As we approach the end of the first decade of the 21st century, be prepared for the Big Merge.

Just think of it: A few years ago, the food and beverage trends capturing our attention centered around exotic, antioxidant-rich “superfruits” such as açai and pomegranate. Then, the necessity of providing solid reasoning behind marketing such cutting-edge items to a smarter generation of consumers led to both closer investigation and employment of other health ingredient-based products, and “health condition” marketing in combination. Heart health began to share space with memory and cognition, osteoporosis, eye health and energy issues plaguing the captive market of aging baby boomers (visit Wellness Food Trends for 2009).

This also fed into interest in new (to processors) ingredients, such as resistant starches, agave and proanthocyanidins, and to renewed interests in known ingredients such as omega oils and soy (visit Ingredient Trends to Watch in 2009). As incentive poured into research, the efficacy of purported health benefits from early investigation gained increasing solidity, allowing for more effective marketing of health and wellness foods and beverages.

Best of all, demand led to a burst in supply that, in spite of normal fluctuations based on economy, made the cost of turning a food or beverage into a healthy food or beverage more than worthwhile.

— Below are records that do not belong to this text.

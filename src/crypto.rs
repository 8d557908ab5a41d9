//! Cryptographic façade: hashing, secp256k1 keypairs, and Base58Check addresses.
//!
//! Wraps the RustCrypto stack (`sha2`, `ripemd`, `k256`) and `bs58` behind the
//! handful of operations the ledger needs. Key material is an owned resource:
//! secret bytes only leave [`Keypair`] wrapped in [`Zeroizing`].

use k256::ecdsa::signature::{Signer as _, Verifier as _};
use k256::ecdsa::{Signature, SigningKey, VerifyingKey};
use rand::rngs::OsRng;
use ripemd::Ripemd160;
use sha2::{Digest, Sha256};
use zeroize::Zeroizing;

use crate::Hash;

/// Version byte prefixed to the public-key hash of every address.
pub const ADDRESS_VERSION: u8 = 0x00;
/// Trailing checksum bytes of a Base58Check address.
pub const ADDRESS_CHECKSUM_LEN: usize = 4;

/// Errors from key handling, signing, and address decoding.
#[derive(Clone, Debug, thiserror::Error)]
pub enum CryptoError {
    #[error("invalid secret key material")]
    InvalidSecretKey,
    #[error("invalid public key encoding")]
    InvalidPublicKey,
    #[error("invalid address: {0}")]
    InvalidAddress(String),
    #[error("signing failed")]
    SigningFailed,
}

/// SHA-256 of `data`.
pub fn sha256(data: &[u8]) -> Hash {
    Sha256::digest(data).into()
}

/// Double SHA-256 of `data`.
pub fn dsha256(data: &[u8]) -> Hash {
    sha256(&sha256(data))
}

/// RIPEMD-160 of `data`.
pub fn ripemd160(data: &[u8]) -> [u8; 20] {
    Ripemd160::digest(data).into()
}

/// The locking hash of a public key: `RIPEMD-160(SHA-256(pubKey))`.
pub fn hash_pubkey(pub_key: &[u8]) -> [u8; 20] {
    ripemd160(&sha256(pub_key))
}

/// An owned secp256k1 keypair. The secret key is released on drop.
pub struct Keypair {
    secret: SigningKey,
    /// SEC1 uncompressed point (65 bytes, 0x04 prefix).
    public: Vec<u8>,
}

impl Keypair {
    /// Generate a fresh random keypair.
    pub fn generate() -> Self {
        let secret = SigningKey::random(&mut OsRng);
        let public = secret
            .verifying_key()
            .to_encoded_point(false)
            .as_bytes()
            .to_vec();
        Keypair { secret, public }
    }

    /// Rebuild a keypair from 32 secret-key bytes.
    pub fn from_secret_bytes(bytes: &[u8]) -> Result<Self, CryptoError> {
        let secret = SigningKey::from_slice(bytes).map_err(|_| CryptoError::InvalidSecretKey)?;
        let public = secret
            .verifying_key()
            .to_encoded_point(false)
            .as_bytes()
            .to_vec();
        Ok(Keypair { secret, public })
    }

    /// The raw uncompressed public key.
    pub fn public_key(&self) -> &[u8] {
        &self.public
    }

    /// The 32 secret-key bytes, zeroized when the returned buffer drops.
    pub fn secret_bytes(&self) -> Zeroizing<Vec<u8>> {
        Zeroizing::new(self.secret.to_bytes().to_vec())
    }

    /// ECDSA-sign `digest` (hashed again with SHA-256 inside the scheme),
    /// returning a DER-encoded signature.
    pub fn sign(&self, digest: &[u8]) -> Vec<u8> {
        let sig: Signature = self.secret.sign(digest);
        sig.to_der().as_bytes().to_vec()
    }
}

/// Verify a DER-encoded ECDSA signature over `digest` under an uncompressed
/// public key. Malformed keys or signatures verify as false.
pub fn verify_signature(pub_key: &[u8], digest: &[u8], der_signature: &[u8]) -> bool {
    let Ok(key) = VerifyingKey::from_sec1_bytes(pub_key) else {
        return false;
    };
    let Ok(sig) = Signature::from_der(der_signature) else {
        return false;
    };
    key.verify(digest, &sig).is_ok()
}

/// A signing oracle: something that can produce a DER signature over a digest
/// and reveal the corresponding public key. Implemented by the wallet so the
/// chain never touches raw private keys.
pub trait Signer {
    fn public_key(&self) -> &[u8];
    fn sign(&self, digest: &Hash) -> Result<Vec<u8>, CryptoError>;
}

/// First `ADDRESS_CHECKSUM_LEN` bytes of the double-SHA-256 of `payload`.
fn checksum(payload: &[u8]) -> [u8; ADDRESS_CHECKSUM_LEN] {
    let hash = dsha256(payload);
    let mut out = [0u8; ADDRESS_CHECKSUM_LEN];
    out.copy_from_slice(&hash[..ADDRESS_CHECKSUM_LEN]);
    out
}

/// Encode a 20-byte public-key hash as a Base58Check address.
pub fn address_from_pubkey_hash(pub_key_hash: &[u8]) -> String {
    let mut payload = Vec::with_capacity(1 + pub_key_hash.len() + ADDRESS_CHECKSUM_LEN);
    payload.push(ADDRESS_VERSION);
    payload.extend_from_slice(pub_key_hash);
    let check = checksum(&payload);
    payload.extend_from_slice(&check);
    bs58::encode(payload).into_string()
}

/// The address of a raw uncompressed public key.
pub fn address_from_pubkey(pub_key: &[u8]) -> String {
    address_from_pubkey_hash(&hash_pubkey(pub_key))
}

/// Decode an address back to its public-key hash, verifying the checksum.
pub fn address_to_pubkey_hash(address: &str) -> Result<Vec<u8>, CryptoError> {
    let decoded = bs58::decode(address)
        .into_vec()
        .map_err(|e| CryptoError::InvalidAddress(e.to_string()))?;
    if decoded.len() < 1 + ADDRESS_CHECKSUM_LEN {
        return Err(CryptoError::InvalidAddress("too short".into()));
    }
    let (payload, actual) = decoded.split_at(decoded.len() - ADDRESS_CHECKSUM_LEN);
    if checksum(payload) != actual {
        return Err(CryptoError::InvalidAddress("checksum mismatch".into()));
    }
    Ok(payload[1..].to_vec())
}

/// Whether `address` is well-formed Base58Check with a valid checksum.
pub fn validate_address(address: &str) -> bool {
    address_to_pubkey_hash(address).is_ok()
}

#[cfg(test)]
mod tests {
    use super::*;

    #[test]
    fn sha256_known_vector() {
        // SHA-256("abc")
        let hash = sha256(b"abc");
        assert_eq!(
            hex::encode(hash),
            "ba7816bf8f01cfea414140de5dae2223b00361a396177a9cb410ff61f20015ad"
        );
    }

    #[test]
    fn ripemd160_known_vector() {
        // RIPEMD-160("abc")
        let hash = ripemd160(b"abc");
        assert_eq!(hex::encode(hash), "8eb208f7e05d987a9b044a8e98c6b087f15a0bfc");
    }

    #[test]
    fn dsha256_is_double_hash() {
        assert_eq!(dsha256(b"x"), sha256(&sha256(b"x")));
    }

    #[test]
    fn keypair_public_key_is_uncompressed() {
        let kp = Keypair::generate();
        assert_eq!(kp.public_key().len(), 65);
        assert_eq!(kp.public_key()[0], 0x04);
    }

    #[test]
    fn keypair_secret_roundtrip() {
        let kp = Keypair::generate();
        let restored = Keypair::from_secret_bytes(&kp.secret_bytes()).unwrap();
        assert_eq!(kp.public_key(), restored.public_key());
    }

    #[test]
    fn sign_and_verify() {
        let kp = Keypair::generate();
        let digest = sha256(b"message");
        let sig = kp.sign(&digest);

        assert!(verify_signature(kp.public_key(), &digest, &sig));
        // wrong digest
        assert!(!verify_signature(kp.public_key(), &sha256(b"other"), &sig));
        // wrong key
        let other = Keypair::generate();
        assert!(!verify_signature(other.public_key(), &digest, &sig));
    }

    #[test]
    fn verify_rejects_garbage() {
        let kp = Keypair::generate();
        assert!(!verify_signature(kp.public_key(), &[0u8; 32], b"not-der"));
        assert!(!verify_signature(b"not-a-key", &[0u8; 32], b"not-der"));
    }

    #[test]
    fn address_roundtrip_any_hash() {
        for seed in 0u8..8 {
            let pkh = [seed; 20];
            let addr = address_from_pubkey_hash(&pkh);
            assert!(validate_address(&addr));
            assert_eq!(address_to_pubkey_hash(&addr).unwrap(), pkh);
        }
    }

    #[test]
    fn tampered_address_rejected() {
        let kp = Keypair::generate();
        let addr = address_from_pubkey(kp.public_key());
        assert!(validate_address(&addr));

        // flip one character; '1' and '2' are both in the Base58 alphabet
        let mut chars: Vec<char> = addr.chars().collect();
        let mid = chars.len() / 2;
        chars[mid] = if chars[mid] == '1' { '2' } else { '1' };
        let tampered: String = chars.into_iter().collect();
        assert!(!validate_address(&tampered));
    }

    #[test]
    fn invalid_base58_rejected() {
        // '0' and 'O' are not Base58 characters
        assert!(!validate_address("0OIl"));
        assert!(!validate_address(""));
    }
}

The end result is a mainstreaming of health unlike anything the food manufacturing business has seen in the past.

Another driving force is the green/sustainable/fair trade movement. In the past year or two, we’ve reported on this as a growing and separate movement. This coming year will very likely mark a tipping point in which all these factors merge into one “super” movement wherein a product touting one purpose — say, health — without some sort of ecosense will find itself quickly outmaneuevered by a competitor with all bases covered.

Overall, the trends we’ve reported for the past two to three years are still climbing. But for every up you need a down, and some areas look as if they’ve hit a plateau or even are headed for a decline.

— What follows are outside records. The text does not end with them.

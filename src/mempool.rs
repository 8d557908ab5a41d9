//! Thread-safe pool of unconfirmed transactions, ordered by fee rate.
//!
//! Process-local and never persisted. The internal mutex is a leaf lock:
//! nothing else is acquired while it is held.

use std::collections::HashMap;
use std::sync::Mutex;

use crate::block::Block;
use crate::transaction::Transaction;

#[derive(Clone, Debug)]
struct MempoolEntry {
    tx: Transaction,
    /// Fee per serialized byte, used for mining order only.
    fee_rate: f64,
}

/// The unconfirmed transaction pool.
#[derive(Default)]
pub struct Mempool {
    entries: Mutex<HashMap<String, MempoolEntry>>,
}

impl Mempool {
    pub fn new() -> Self {
        Mempool::default()
    }

    /// Insert a transaction. Re-adding an existing txid replaces its metadata.
    pub fn add(&self, tx: Transaction, fee_rate: f64) {
        let txid = tx.id_hex();
        let mut entries = self.entries.lock().expect("mempool lock");
        entries.insert(txid.clone(), MempoolEntry { tx, fee_rate });
        tracing::debug!(
            "Mempool added {} fee_rate={:.4} raf/byte ({} total)",
            &txid[..16.min(txid.len())],
            fee_rate,
            entries.len()
        );
    }

    /// Drop every transaction that was confirmed in `block`.
    pub fn remove_block(&self, block: &Block) {
        let mut entries = self.entries.lock().expect("mempool lock");
        for tx in &block.transactions {
            if entries.remove(&tx.id_hex()).is_some() {
                tracing::debug!("Mempool removed mined transaction {}", tx.id_hex());
            }
        }
    }

    /// All transactions, highest fee rate first.
    pub fn by_fee_rate_desc(&self) -> Vec<Transaction> {
        let entries = self.entries.lock().expect("mempool lock");
        let mut sorted: Vec<&MempoolEntry> = entries.values().collect();
        sorted.sort_by(|a, b| {
            b.fee_rate
                .partial_cmp(&a.fee_rate)
                .unwrap_or(std::cmp::Ordering::Equal)
        });
        sorted.into_iter().map(|e| e.tx.clone()).collect()
    }

    /// Hex ids of every pooled transaction.
    pub fn transaction_ids(&self) -> Vec<String> {
        let entries = self.entries.lock().expect("mempool lock");
        entries.keys().cloned().collect()
    }

    pub fn find(&self, txid: &str) -> Option<Transaction> {
        let entries = self.entries.lock().expect("mempool lock");
        entries.get(txid).map(|e| e.tx.clone())
    }

    pub fn contains(&self, txid: &str) -> bool {
        let entries = self.entries.lock().expect("mempool lock");
        entries.contains_key(txid)
    }

    pub fn count(&self) -> usize {
        let entries = self.entries.lock().expect("mempool lock");
        entries.len()
    }
}

#[cfg(test)]
mod tests {
    use super::*;
    use crate::crypto::{address_from_pubkey, Keypair};
    use crate::pow::no_abort;
    use crate::ZERO_HASH;

    fn tx(tag: &str) -> Transaction {
        let kp = Keypair::generate();
        let addr = address_from_pubkey(kp.public_key());
        Transaction::new_coinbase(&addr, tag, 0).unwrap()
    }

    #[test]
    fn add_find_contains() {
        let pool = Mempool::new();
        let t = tx("a");
        let id = t.id_hex();

        assert!(!pool.contains(&id));
        pool.add(t.clone(), 0.5);
        assert!(pool.contains(&id));
        assert_eq!(pool.find(&id).unwrap().id, t.id);
        assert_eq!(pool.count(), 1);
    }

    #[test]
    fn readd_is_idempotent() {
        let pool = Mempool::new();
        let t = tx("a");
        pool.add(t.clone(), 0.5);
        pool.add(t, 0.9);
        assert_eq!(pool.count(), 1);
    }

    #[test]
    fn ordered_by_fee_rate() {
        let pool = Mempool::new();
        let low = tx("low");
        let mid = tx("mid");
        let high = tx("high");
        pool.add(low.clone(), 0.1);
        pool.add(high.clone(), 2.0);
        pool.add(mid.clone(), 1.0);

        let sorted = pool.by_fee_rate_desc();
        assert_eq!(sorted[0].id, high.id);
        assert_eq!(sorted[1].id, mid.id);
        assert_eq!(sorted[2].id, low.id);
    }

    #[test]
    fn remove_block_clears_mined() {
        let pool = Mempool::new();
        let mined = tx("mined");
        let kept = tx("kept");
        pool.add(mined.clone(), 1.0);
        pool.add(kept.clone(), 1.0);

        let block = crate::block::Block::mine(vec![mined], ZERO_HASH, 8, no_abort()).unwrap();
        pool.remove_block(&block);

        assert_eq!(pool.count(), 1);
        assert!(pool.contains(&kept.id_hex()));
    }

    #[test]
    fn ids_listed() {
        let pool = Mempool::new();
        let t = tx("a");
        pool.add(t.clone(), 0.0);
        assert_eq!(pool.transaction_ids(), vec![t.id_hex()]);
    }
}
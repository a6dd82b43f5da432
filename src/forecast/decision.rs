// src/forecast/decision.rs
//! Trend/risk classification and the recommendation table.

use serde::{Deserialize, Serialize};

#[derive(Debug, Clone, Copy, PartialEq, Eq, Hash, Serialize, Deserialize)]
#[serde(rename_all = "lowercase")]
pub enum Trend {
    Bullish,
    Sideways,
    Bearish,
}

impl Trend {
    /// Inclusive at both thresholds: `signal == threshold` is bullish.
    pub fn from_signal(signal: f64, threshold: f64) -> Self {
        if signal >= threshold {
            Trend::Bullish
        } else if signal <= -threshold {
            Trend::Bearish
        } else {
            Trend::Sideways
        }
    }

    fn index(self) -> usize {
        match self {
            Trend::Bullish => 0,
            Trend::Sideways => 1,
            Trend::Bearish => 2,
        }
    }
}

#[derive(Debug, Clone, Copy, PartialEq, Eq, Hash, Serialize, Deserialize)]
#[serde(rename_all = "lowercase")]
pub enum RiskLevel {
    Low,
    Medium,
    High,
}

#[derive(Debug, Clone, Copy, PartialEq, Serialize, Deserialize)]
#[serde(default)]
pub struct RiskCutoffs {
    /// risk < low → Low
    pub low: f64,
    /// risk < medium → Medium, else High
    pub medium: f64,
}

impl Default for RiskCutoffs {
    fn default() -> Self {
        Self {
            low: 0.35,
            medium: 0.65,
        }
    }
}

impl RiskLevel {
    pub fn from_score(risk: f64, cut: &RiskCutoffs) -> Self {
        if risk < cut.low {
            RiskLevel::Low
        } else if risk < cut.medium {
            RiskLevel::Medium
        } else {
            RiskLevel::High
        }
    }

    fn index(self) -> usize {
        match self {
            RiskLevel::Low => 0,
            RiskLevel::Medium => 1,
            RiskLevel::High => 2,
        }
    }
}

#[derive(Debug, Clone, Copy, PartialEq, Eq, Hash, Serialize, Deserialize)]
#[serde(rename_all = "snake_case")]
pub enum Recommendation {
    Accumulate,
    BuySmall,
    Hold,
    Watch,
    ReduceExposure,
    Sell,
}

impl Recommendation {
    pub fn text(&self) -> &'static str {
        match self {
            Recommendation::Accumulate => "Accumulate: momentum and events agree upward.",
            Recommendation::BuySmall => "Buy small: upward bias, size positions for moderate risk.",
            Recommendation::Hold => "Hold: no clear direction.",
            Recommendation::Watch => "Watch: signal is unreliable at this risk level.",
            Recommendation::ReduceExposure => "Reduce exposure: downward bias.",
            Recommendation::Sell => "Sell: downward trend with low risk of reversal.",
        }
    }
}

/// Rows: bullish, sideways, bearish. Columns: low, medium, high risk.
pub const DECISION_TABLE: [[Recommendation; 3]; 3] = [
    [
        Recommendation::Accumulate,
        Recommendation::BuySmall,
        Recommendation::Watch,
    ],
    [Recommendation::Hold, Recommendation::Hold, Recommendation::Watch],
    [
        Recommendation::Sell,
        Recommendation::ReduceExposure,
        Recommendation::ReduceExposure,
    ],
];

pub fn recommend(trend: Trend, risk: RiskLevel) -> Recommendation {
    DECISION_TABLE[trend.index()][risk.index()]
}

As covered last year, gluten-free still isn’t the explosive category anticipated. Look for the gluten-free label to hang around, but be less of a selling point with the now-pervasive awareness that proponents were trying to make this narrow category fit far more than the 2-3 percent of the population who are diagnosed with gluten intolerance.

The wave of enhanced waters has likely crested. Following the torrent of protein-, fiber- and, of course, vitamin-enhanced water products that washed over the market in recent years it’s safe to declare the category saturated. Any new entries will be in danger of finding themselves drowning in competition and sinking fast. And then there’s the eco problem of all those empty bottles.

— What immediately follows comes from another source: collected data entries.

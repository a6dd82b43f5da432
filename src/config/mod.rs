// src/config/mod.rs
//! Pipeline configuration.
//!
//! Resolution order: `$PIPELINE_CONFIG_PATH` → `config/pipeline.toml` →
//! built-in defaults, then env overrides on top. Every heuristic table
//! (severities, decay, horizons, forecast weights, relevance) is plain data
//! here so it can be retuned without touching control flow.

pub mod semantic;

use std::collections::HashSet;
use std::path::{Path, PathBuf};
use std::str::FromStr;

use anyhow::{anyhow, bail, Context, Result};
use serde::{Deserialize, Serialize};

use crate::analyze::classify::SeverityTable;
use crate::analyze::impact::ScoringTable;
use crate::analyze::relevance::RelevanceWeights;
use crate::forecast::ForecastTable;
use crate::ingest::types::{EventSource, Subject};

pub use crate::config::semantic::SemanticConfig;

pub const DEFAULT_PIPELINE_CONFIG_PATH: &str = "config/pipeline.toml";
pub const ENV_PIPELINE_CONFIG_PATH: &str = "PIPELINE_CONFIG_PATH";

#[derive(Debug, Clone, PartialEq, Serialize, Deserialize)]
#[serde(default)]
pub struct PipelineSection {
    /// Worker pool size.
    pub concurrency: usize,
    /// Whole-run deadline.
    pub timeout_secs: u64,
    /// Ignore per-job intervals.
    pub force: bool,
    pub price_history_days: u32,
    /// Impacts older than this are trimmed after each run; `None` keeps all.
    pub retention_days: Option<u32>,
    /// Binary only: repeat the run on this interval instead of exiting.
    pub run_every_secs: Option<u64>,
    pub fixture_dir: PathBuf,
    /// Binary only: Prometheus listener address, e.g. `0.0.0.0:9000`.
    pub metrics_addr: Option<String>,
}

impl Default for PipelineSection {
    fn default() -> Self {
        Self {
            concurrency: 2,
            timeout_secs: 120,
            force: false,
            price_history_days: 90,
            retention_days: Some(365),
            run_every_secs: None,
            fixture_dir: PathBuf::from("fixtures"),
            metrics_addr: None,
        }
    }
}

#[derive(Debug, Clone, PartialEq, Serialize, Deserialize)]
pub struct ProviderConfig {
    pub source: EventSource,
    #[serde(default = "default_true")]
    pub enabled: bool,
    /// Minimum minutes between two runs of the same (provider, subject) job.
    pub interval_minutes: u64,
    #[serde(default = "default_event_limit")]
    pub event_limit: usize,
}

fn default_true() -> bool {
    true
}

fn default_event_limit() -> usize {
    50
}

#[derive(Debug, Clone, Copy, Default, PartialEq, Eq, Serialize, Deserialize)]
#[serde(rename_all = "lowercase")]
pub enum StoreBackend {
    #[default]
    Memory,
    File,
    Sqlite,
}

impl FromStr for StoreBackend {
    type Err = anyhow::Error;

    fn from_str(s: &str) -> Result<Self> {
        match s.trim().to_ascii_lowercase().as_str() {
            "memory" | "mem" => Ok(StoreBackend::Memory),
            "file" | "json" => Ok(StoreBackend::File),
            "sqlite" | "sql" => Ok(StoreBackend::Sqlite),
            other => bail!("unknown store backend `{other}` (memory|file|sqlite)"),
        }
    }
}

#[derive(Debug, Clone, PartialEq, Serialize, Deserialize)]
#[serde(default)]
pub struct StoreConfig {
    pub backend: StoreBackend,
    /// Directory for `file`, database file for `sqlite`.
    pub path: PathBuf,
}

impl Default for StoreConfig {
    fn default() -> Self {
        Self {
            backend: StoreBackend::Memory,
            path: PathBuf::from("data/store"),
        }
    }
}

#[derive(Debug, Clone, PartialEq, Serialize, Deserialize)]
#[serde(default)]
pub struct PipelineConfig {
    pub pipeline: PipelineSection,
    pub providers: Vec<ProviderConfig>,
    pub subjects: Vec<Subject>,
    pub classifier: SeverityTable,
    pub scoring: ScoringTable,
    pub relevance: RelevanceWeights,
    pub forecast: ForecastTable,
    pub semantic: SemanticConfig,
    pub store: StoreConfig,
}

impl Default for PipelineConfig {
    fn default() -> Self {
        Self {
            pipeline: PipelineSection::default(),
            providers: vec![
                ProviderConfig {
                    source: EventSource::PatchNotes,
                    enabled: true,
                    interval_minutes: 360,
                    event_limit: default_event_limit(),
                },
                ProviderConfig {
                    source: EventSource::ProPlayers,
                    enabled: true,
                    interval_minutes: 120,
                    event_limit: default_event_limit(),
                },
            ],
            subjects: Vec::new(),
            classifier: SeverityTable::default(),
            scoring: ScoringTable::default(),
            relevance: RelevanceWeights::default(),
            forecast: ForecastTable::default(),
            semantic: SemanticConfig::default(),
            store: StoreConfig::default(),
        }
    }
}

impl PipelineConfig {
    /// `$PIPELINE_CONFIG_PATH` (must exist) → `config/pipeline.toml` → defaults.
    /// Env overrides are applied and the result validated.
    pub fn load_default() -> Result<Self> {
        let mut cfg = match std::env::var(ENV_PIPELINE_CONFIG_PATH) {
            Ok(p) => {
                let pb = PathBuf::from(p);
                if !pb.exists() {
                    bail!(
                        "{ENV_PIPELINE_CONFIG_PATH} points to non-existent path {}",
                        pb.display()
                    );
                }
                Self::read_file(&pb)?
            }
            Err(_) => {
                let default = PathBuf::from(DEFAULT_PIPELINE_CONFIG_PATH);
                if default.exists() {
                    Self::read_file(&default)?
                } else {
                    tracing::info!(target: "config", "no pipeline config file, using defaults");
                    Self::default()
                }
            }
        };
        cfg.apply_env_overrides()?;
        cfg.validate()?;
        Ok(cfg)
    }

    /// Load one file, apply env overrides and validate.
    pub fn load_from(path: &Path) -> Result<Self> {
        let mut cfg = Self::read_file(path)?;
        cfg.apply_env_overrides()?;
        cfg.validate()?;
        Ok(cfg)
    }

    fn read_file(path: &Path) -> Result<Self> {
        let content = std::fs::read_to_string(path)
            .with_context(|| format!("reading pipeline config from {}", path.display()))?;
        let cfg = Self::from_toml_str(&content)
            .with_context(|| format!("parsing pipeline config {}", path.display()))?;
        tracing::info!(target: "config", path = %path.display(), "pipeline config loaded");
        Ok(cfg)
    }

    /// Parse only; no env overrides, no validation.
    pub fn from_toml_str(s: &str) -> Result<Self> {
        Ok(toml::from_str(s)?)
    }

    pub fn apply_env_overrides(&mut self) -> Result<()> {
        if let Some(n) = env_parse::<usize>("PIPELINE_CONCURRENCY")? {
            self.pipeline.concurrency = n;
        }
        if let Some(n) = env_parse::<u64>("PIPELINE_TIMEOUT_SECS")? {
            self.pipeline.timeout_secs = n;
        }
        if let Some(b) = env_flag("PIPELINE_FORCE")? {
            self.pipeline.force = b;
        }
        if let Some(b) = env_flag("SEMANTIC_ENABLED")? {
            self.semantic.enabled = b;
        }
        if let Some(kind) = env_parse::<StoreBackend>("STORE_BACKEND")? {
            self.store.backend = kind;
        }
        if let Some(p) = env_nonempty("STORE_PATH") {
            self.store.path = PathBuf::from(p);
        }
        if let Some(p) = env_nonempty("FIXTURE_DIR") {
            self.pipeline.fixture_dir = PathBuf::from(p);
        }
        if let Some(addr) = env_nonempty("METRICS_ADDR") {
            self.pipeline.metrics_addr = Some(addr);
        }
        Ok(())
    }

    pub fn validate(&self) -> Result<()> {
        if self.pipeline.concurrency < 1 {
            bail!("pipeline.concurrency must be >= 1");
        }
        if self.pipeline.timeout_secs == 0 {
            bail!("pipeline.timeout_secs must be > 0");
        }

        let mut seen = HashSet::new();
        for p in &self.providers {
            if !seen.insert(p.source) {
                bail!("provider `{}` configured twice", p.source);
            }
            if p.event_limit == 0 {
                bail!("provider `{}`: event_limit must be > 0", p.source);
            }
        }
        let mut ids = HashSet::new();
        for s in &self.subjects {
            if !ids.insert(s.id) {
                bail!("subject id {} configured twice", s.id);
            }
            if s.name.trim().is_empty() {
                bail!("subject {} has an empty name", s.id);
            }
        }

        let sc = &self.scoring;
        if sc.decay_half_life_days.patch_notes <= 0.0 || sc.decay_half_life_days.pro_players <= 0.0
        {
            bail!("scoring.decay_half_life_days must be positive");
        }
        if sc.flat_threshold_pct < 0.0 || sc.return_cap_pct <= 0.0 {
            bail!("scoring.flat_threshold_pct must be >= 0 and return_cap_pct > 0");
        }
        let g = &sc.horizon_gap_hours;
        if g.h1 <= 0 || g.h24 <= 0 || g.h72 <= 0 || sc.baseline_forward_gap_hours < 0 {
            bail!("scoring horizon gaps must be positive");
        }
        if !(0.0..=1.0).contains(&self.relevance.fuzzy_threshold) {
            bail!("relevance.fuzzy_threshold must lie in [0, 1]");
        }

        self.forecast.validate()?;
        self.semantic.validate()?;
        Ok(())
    }

    pub fn provider(&self, source: EventSource) -> Option<&ProviderConfig> {
        self.providers.iter().find(|p| p.source == source)
    }
}

fn env_nonempty(name: &str) -> Option<String> {
    std::env::var(name)
        .ok()
        .map(|v| v.trim().to_string())
        .filter(|v| !v.is_empty())
}

fn env_parse<T>(name: &str) -> Result<Option<T>>
where
    T: FromStr,
    T::Err: std::fmt::Display,
{
    match env_nonempty(name) {
        Some(raw) => raw
            .parse::<T>()
            .map(Some)
            .map_err(|e| anyhow!("invalid {name}=`{raw}`: {e}")),
        None => Ok(None),
    }
}

fn env_flag(name: &str) -> Result<Option<bool>> {
    match env_nonempty(name).map(|v| v.to_ascii_lowercase()) {
        None => Ok(None),
        Some(v) => match v.as_str() {
            "1" | "true" | "yes" | "on" => Ok(Some(true)),
            "0" | "false" | "no" | "off" => Ok(Some(false)),
            _ => bail!("invalid {name}=`{v}`: expected a boolean"),
        },
    }
}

Unless, of course, someone starts making omega-3 water. Technology and research are through the roof when it comes to this amazing ingredient. It’s probably the only one nutraceutical that has lived up to its silver-bullet hype, helpful for fetal brain development, cancer protection, heart health, brain health, nerve development, eye health, memory, cognition, mood. The research is good.

All three major sources of omegas — plants, fish and seaweed — had issues until nanotechnology made it possible to purify, concentrate and deodorize, allowing very wide applications, as often reported in these pages. Still, with ocean sustainability and ecology issues figuring large these days, look for lots more plant-derived omegas.

And really look for them, because they will be the folic acid of the next decade. Within five to 10 years, omega-3 fortification will be de rigueur in the same way folate is for some products.